参加アーティストもPUNPEE、RHYMESTER、スチャダラパー、ECD×DJ Mitsu The Beatsなどのラップ界のビッグネイムで、サプライズとして、ももいろクローバーZもフィーチャーされています。
普段わたしはラップをあまり聴きません。
ラップといえば1986年のRun-D.M.Cの「Walk This Way」に尽きています。
この曲、モチーフとなったAerosmithの同名曲よりも断然カッコ良い。
ロックのサンプリングとラップの絡みが絶妙で、ヒップホップ時代の幕開けを告げる曲でした。
それ以降、個人的にこれを超える曲はなかったのですが、『加山雄三の新世界』は久々にラップのカッコ良さを再認識しました。

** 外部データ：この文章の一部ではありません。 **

use thiserror::Error;

/// Every failure the acquisition and statistics pipeline can report.
///
/// `MalformedFrame` and `UnknownGain` only cost the frame they occur in;
/// the acquisition loop logs them and keeps reading. Everything else stops
/// the loop (or the statistics call) and is surfaced to the caller.
#[derive(Debug, Error)]
pub enum SensorError {
    #[error("malformed frame: {0}")]
    MalformedFrame(String),
    #[error("unknown gain code {0:?} (expected one of 0, 16, 32, 48)")]
    UnknownGain(String),
    #[error("lost connection to device: {0}")]
    ConnectionLost(String),
    #[error("not enough samples: need at least {required}, have {found}")]
    EmptyBuffer { required: usize, found: usize },
    #[error("serial error: {0}")]
    Serial(#[from] serialport::Error),
    #[error("unexpected failure: {0}")]
    Unexpected(String),
}

impl SensorError {
    /// Whether the acquisition loop may drop the current frame and continue.
    pub fn is_recoverable(&self) -> bool {
        matches!(
            self,
            SensorError::MalformedFrame(_) | SensorError::UnknownGain(_)
        )
    }
}

pub type Result<T> = std::result::Result<T, SensorError>;
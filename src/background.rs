//! Ambient-light baseline subtracted from later measurements.

use log::{debug, info};
use serde::{Deserialize, Serialize};

use crate::stats::{Channels, Summary};

#[derive(Debug, Clone, Copy, PartialEq, Eq, Default, Serialize, Deserialize)]
pub enum BackgroundState {
    /// Baseline and uncertainty are zero on every channel.
    #[default]
    Unset,
    /// Baseline captured from a completed acquisition run.
    Set,
}

/// Holds the background mean and its combined uncertainty per channel.
#[derive(Debug, Clone, Default)]
pub struct BackgroundTracker {
    baseline: Summary,
    state: BackgroundState,
}

impl BackgroundTracker {
    pub fn new() -> Self {
        Self::default()
    }

    /// Store a background measurement, replacing any previous one.
    pub fn capture(&mut self, summary: Summary) {
        if self.state == BackgroundState::Set {
            debug!("Overwriting previous background {:?}", self.baseline.mean);
        }
        self.baseline = summary;
        self.state = BackgroundState::Set;
        info!(
            "Background set: full={:.6} ir={:.6} visible={:.6}",
            summary.mean.full, summary.mean.ir, summary.mean.visible
        );
    }

    pub fn reset(&mut self) {
        self.baseline = Summary::ZERO;
        self.state = BackgroundState::Unset;
        debug!("Background reset to zero");
    }

    pub fn state(&self) -> BackgroundState {
        self.state
    }

    pub fn is_set(&self) -> bool {
        self.state == BackgroundState::Set
    }

    /// Current baseline (all zeros while unset).
    pub fn baseline(&self) -> Summary {
        self.baseline
    }

    /// Per-channel means to subtract from a measurement.
    pub fn means(&self) -> Channels<f64> {
        self.baseline.mean
    }
}
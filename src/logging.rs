//! Log setup for the CLI and for the Python extension.
//!
//! The level comes from `LIGHTSENSOR_LOG`, falling back to `RUST_LOG`, and
//! defaults to `info`.

use std::sync::Once;

use log::LevelFilter;

static RUST_LOG_ONCE: Once = Once::new();

const LEVEL_VARS: [&str; 2] = ["LIGHTSENSOR_LOG", "RUST_LOG"];

fn level_from(value: Option<&str>) -> Option<LevelFilter> {
    value.and_then(|v| v.trim().parse::<LevelFilter>().ok())
}

/// First parseable value in `values` (in `LEVEL_VARS` order), else `info`.
fn first_level<'a>(values: impl IntoIterator<Item = Option<&'a str>>) -> LevelFilter {
    values
        .into_iter()
        .find_map(level_from)
        .unwrap_or(LevelFilter::Info)
}

fn env_level() -> LevelFilter {
    let values: Vec<Option<String>> = LEVEL_VARS.iter().map(|var| std::env::var(var).ok()).collect();
    first_level(values.iter().map(|v| v.as_deref()))
}

/// Apply `-v` flags on top of the environment level.
fn with_verbosity(base: LevelFilter, verbosity: u8) -> LevelFilter {
    match verbosity {
        0 => base,
        1 => base.max(LevelFilter::Debug),
        _ => LevelFilter::Trace,
    }
}

/// Initialize stderr logging for the `lightsensor` binary.
///
/// `verbosity` raises the level above the environment default (`-v` = debug,
/// `-vv` = trace). Later calls are no-ops.
pub fn init_rust_logging(verbosity: u8) {
    let level = with_verbosity(env_level(), verbosity);
    RUST_LOG_ONCE.call_once(|| {
        env_logger::Builder::new()
            .filter_level(level)
            .format_timestamp_millis()
            .format_module_path(false)
            .format_target(true)
            .init();
    });
}

#[cfg(feature = "python")]
pub use python::{init_python_logging, set_python_log_level};

#[cfg(feature = "python")]
mod python {
    use std::sync::Once;

    use log::{Log, Metadata, Record};
    use once_cell::sync::OnceCell;
    use pyo3::prelude::*;
    use pyo3::types::PyModule;

    use super::{env_level, level_from};

    static PY_LOG_ONCE: Once = Once::new();
    static BRIDGE: OnceCell<&'static PyLogBridge> = OnceCell::new();

    /// Forwards `log` records to `logging.getLogger(<target>)`.
    struct PyLogBridge {
        logging: Py<PyModule>,
    }

    fn python_level(level: log::Level) -> u32 {
        match level {
            log::Level::Error => 40,
            log::Level::Warn => 30,
            log::Level::Info => 20,
            log::Level::Debug => 10,
            log::Level::Trace => 5,
        }
    }

    impl Log for PyLogBridge {
        fn enabled(&self, metadata: &Metadata) -> bool {
            metadata.level() <= log::max_level()
        }

        fn log(&self, record: &Record) {
            if !self.enabled(record.metadata()) {
                return;
            }
            let target = record.target().replace("::", ".");
            let message = record.args().to_string();
            let level = python_level(record.level());
            Python::attach(|py| {
                let result = self
                    .logging
                    .bind(py)
                    .call_method1("getLogger", (target,))
                    .and_then(|logger| logger.call_method1("log", (level, message)));
                if let Err(e) = result {
                    e.restore(py);
                }
            });
        }

        fn flush(&self) {}
    }

    /// Route Rust log records into Python's `logging`. Safe to call repeatedly.
    pub fn init_python_logging(py: Python<'_>) -> PyResult<()> {
        let logging: Py<PyModule> = py.import("logging")?.into();
        let level = env_level();
        PY_LOG_ONCE.call_once(|| {
            let bridge: &'static PyLogBridge = Box::leak(Box::new(PyLogBridge { logging }));
            if log::set_logger(bridge).is_ok() {
                log::set_max_level(level);
                let _ = BRIDGE.set(bridge);
            }
        });
        Ok(())
    }

    /// Change the minimum forwarded level ("debug", "info", ...).
    /// `None` or an unparseable value falls back to the environment.
    pub fn set_python_log_level(py: Python<'_>, level: Option<&str>) -> PyResult<()> {
        init_python_logging(py)?;
        let level = level_from(level).unwrap_or_else(env_level);
        if BRIDGE.get().is_some() {
            log::set_max_level(level);
        }
        Ok(())
    }
}

#[cfg(test)]
mod tests {
    use super::*;

    #[test]
    fn parses_levels_case_insensitively() {
        assert_eq!(level_from(Some("debug")), Some(LevelFilter::Debug));
        assert_eq!(level_from(Some(" WARN ")), Some(LevelFilter::Warn));
        assert_eq!(level_from(Some("loud")), None);
        assert_eq!(level_from(None), None);
    }

    #[test]
    fn lightsensor_log_takes_precedence_over_rust_log() {
        assert_eq!(first_level([Some("debug"), Some("warn")]), LevelFilter::Debug);
        assert_eq!(first_level([None, Some("warn")]), LevelFilter::Warn);
        assert_eq!(first_level([Some("loud"), Some("error")]), LevelFilter::Error);
        assert_eq!(first_level([None, None]), LevelFilter::Info);
    }

    #[test]
    fn verbosity_raises_environment_level() {
        assert_eq!(with_verbosity(LevelFilter::Warn, 0), LevelFilter::Warn);
        assert_eq!(with_verbosity(LevelFilter::Warn, 1), LevelFilter::Debug);
        assert_eq!(with_verbosity(LevelFilter::Trace, 1), LevelFilter::Trace);
        assert_eq!(with_verbosity(LevelFilter::Off, 2), LevelFilter::Trace);
    }
}
use serde::Deserialize;
use std::path::{Path, PathBuf};
use thiserror::Error;
use tracing::info;

pub const DEFAULT_API_HOST: &str = "127.0.0.1";
pub const DEFAULT_API_PORT: u16 = 8069;

#[derive(Debug, Error)]
pub enum ConfigError {
    #[error("failed to read {path}: {source}")]
    Read {
        path: PathBuf,
        source: std::io::Error,
    },
    #[error("invalid config {path}: {source}")]
    Parse {
        path: PathBuf,
        source: toml::de::Error,
    },
}

#[derive(Debug, Clone, Deserialize, Default)]
pub struct GatewayConfig {
    #[serde(default)]
    pub server: ServerConfig,

    #[serde(default)]
    pub database: DatabaseConfig,

    #[serde(default)]
    pub webhooks: WebhookConfig,

    #[serde(default)]
    pub logging: LoggingConfig,
}

#[derive(Debug, Clone, Deserialize)]
pub struct ServerConfig {
    #[serde(default = "default_host")]
    pub host: String,

    #[serde(default = "default_port")]
    pub port: u16,

    /// Browser origins allowed to call the API. Empty disables CORS entirely.
    #[serde(default)]
    pub cors_origins: Vec<String>,
}

#[derive(Debug, Clone, Deserialize, Default)]
pub struct DatabaseConfig {
    /// SQLite file; defaults to `gateway.db` in the data directory.
    #[serde(default)]
    pub path: Option<PathBuf>,
}

#[derive(Debug, Clone, Deserialize, Default)]
pub struct WebhookConfig {
    /// Shared HMAC-SHA256 secret for `X-OpenClaw-Signature`.
    #[serde(default)]
    pub secret: Option<String>,

    /// Accept unsigned callbacks when no secret is configured.
    #[serde(default)]
    pub allow_unsigned: bool,
}

#[derive(Debug, Clone, Deserialize)]
pub struct LoggingConfig {
    #[serde(default = "default_level")]
    pub level: String,

    #[serde(default)]
    pub file: Option<PathBuf>,

    #[serde(default = "default_true")]
    pub stdout: bool,
}

fn default_host() -> String {
    DEFAULT_API_HOST.to_string()
}
fn default_port() -> u16 {
    DEFAULT_API_PORT
}
fn default_level() -> String {
    "info".to_string()
}
fn default_true() -> bool {
    true
}

impl Default for ServerConfig {
    fn default() -> Self {
        Self {
            host: default_host(),
            port: default_port(),
            cors_origins: Vec::new(),
        }
    }
}

impl Default for LoggingConfig {
    fn default() -> Self {
        Self {
            level: default_level(),
            file: None,
            stdout: true,
        }
    }
}

/// Root data directory: `~/.openclaw-gateway`.
pub fn data_dir() -> PathBuf {
    dirs::home_dir()
        .unwrap_or_else(|| PathBuf::from("."))
        .join(".openclaw-gateway")
}

pub fn default_config_path() -> PathBuf {
    match std::env::var("OPENCLAW_GATEWAY_CONFIG") {
        Ok(p) if !p.trim().is_empty() => PathBuf::from(p),
        _ => data_dir().join("gateway.toml"),
    }
}

impl GatewayConfig {
    pub async fn load<P: AsRef<Path>>(config_path: P) -> Result<Self, ConfigError> {
        let path = config_path.as_ref();
        let mut config = if path.exists() {
            let content =
                tokio::fs::read_to_string(path)
                    .await
                    .map_err(|source| ConfigError::Read {
                        path: path.to_path_buf(),
                        source,
                    })?;
            Self::parse(&content).map_err(|source| ConfigError::Parse {
                path: path.to_path_buf(),
                source,
            })?
        } else {
            info!("No config at {:?}, using defaults.", path);
            Self::default()
        };
        config.apply_env_overrides();
        Ok(config)
    }

    pub fn parse(content: &str) -> Result<Self, toml::de::Error> {
        toml::from_str(content)
    }

    fn apply_env_overrides(&mut self) {
        if let Ok(secret) = std::env::var("OPENCLAW_WEBHOOK_SECRET")
            && !secret.is_empty()
        {
            self.webhooks.secret = Some(secret);
        }
        if let Ok(db) = std::env::var("OPENCLAW_DATABASE")
            && !db.is_empty()
        {
            self.database.path = Some(PathBuf::from(db));
        }
    }

    pub fn database_path(&self) -> PathBuf {
        self.database
            .path
            .clone()
            .unwrap_or_else(|| data_dir().join("gateway.db"))
    }

    /// The configured secret, ignoring blank values.
    pub fn webhook_secret(&self) -> Option<&str> {
        self.webhooks
            .secret
            .as_deref()
            .map(str::trim)
            .filter(|s| !s.is_empty())
    }
}

#[cfg(test)]
mod tests {
    use super::*;

    #[test]
    fn defaults_are_locked_down() {
        let cfg = GatewayConfig::default();
        assert_eq!(cfg.server.host, "127.0.0.1");
        assert_eq!(cfg.server.port, DEFAULT_API_PORT);
        assert!(cfg.webhook_secret().is_none());
        assert!(!cfg.webhooks.allow_unsigned);
        assert_eq!(cfg.logging.level, "info");
        assert!(cfg.logging.stdout);
    }

    #[test]
    fn parse_full_toml() {
        let toml_str = r#"
[server]
host = "0.0.0.0"
port = 9000
cors_origins = ["https://n8n.example.com"]

[database]
path = "/var/lib/openclaw/gateway.db"

[webhooks]
secret = "s3cret"

[logging]
level = "debug"
stdout = false
"#;
        let cfg = GatewayConfig::parse(toml_str).unwrap();
        assert_eq!(cfg.server.port, 9000);
        assert_eq!(cfg.server.cors_origins.len(), 1);
        assert_eq!(
            cfg.database_path(),
            PathBuf::from("/var/lib/openclaw/gateway.db")
        );
        assert_eq!(cfg.webhook_secret(), Some("s3cret"));
        assert_eq!(cfg.logging.level, "debug");
        assert!(!cfg.logging.stdout);
    }

    #[test]
    fn blank_secret_counts_as_unset() {
        let cfg = GatewayConfig::parse("[webhooks]\nsecret = \"  \"\n").unwrap();
        assert!(cfg.webhook_secret().is_none());
    }

    #[tokio::test]
    async fn load_missing_file_returns_default() {
        let dir = tempfile::tempdir().unwrap();
        let cfg = GatewayConfig::load(dir.path().join("absent.toml"))
            .await
            .unwrap();
        assert_eq!(cfg.server.host, DEFAULT_API_HOST);
    }

    #[tokio::test]
    async fn load_reports_parse_errors() {
        let dir = tempfile::tempdir().unwrap();
        let path = dir.path().join("gateway.toml");
        std::fs::write(&path, "[server]\nport = \"not a number\"\n").unwrap();
        let err = GatewayConfig::load(&path).await.unwrap_err();
        assert!(matches!(err, ConfigError::Parse { .. }));
    }
}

原曲の良さをヒップホップの手法で再構築して、それこそ現代的でニューワールドな加山雄三が生れたのです。
加山雄三のヒット曲の多くは岩谷時子の作詞です。
その作品世界は銀幕のスターに相応しく、おおらかでロマンチックです。
対するヒッポホップ勢のリリック(詩)は等身大で身も蓋もないほど現実的。
その落差も面白く、昭和と平成がモザイクのようにRemixされています。
エレキもラテンもてんこ盛りで、時空を超えたゴーゴー大会の様相。
銀幕からスターが消えて、歌謡曲もフェイドアウトしました。
どこまでも青い空と星の瞬く夜空はなくなって、どんよりとした曇天が続いています。
しかしそれでも、時代の遺伝子は伝わったのです。
ヒップホップで蘇った歌謡曲が、昭和と平成の架け橋になったのです。
お暇な折に、イケてる加山雄三を楽しんで下さい。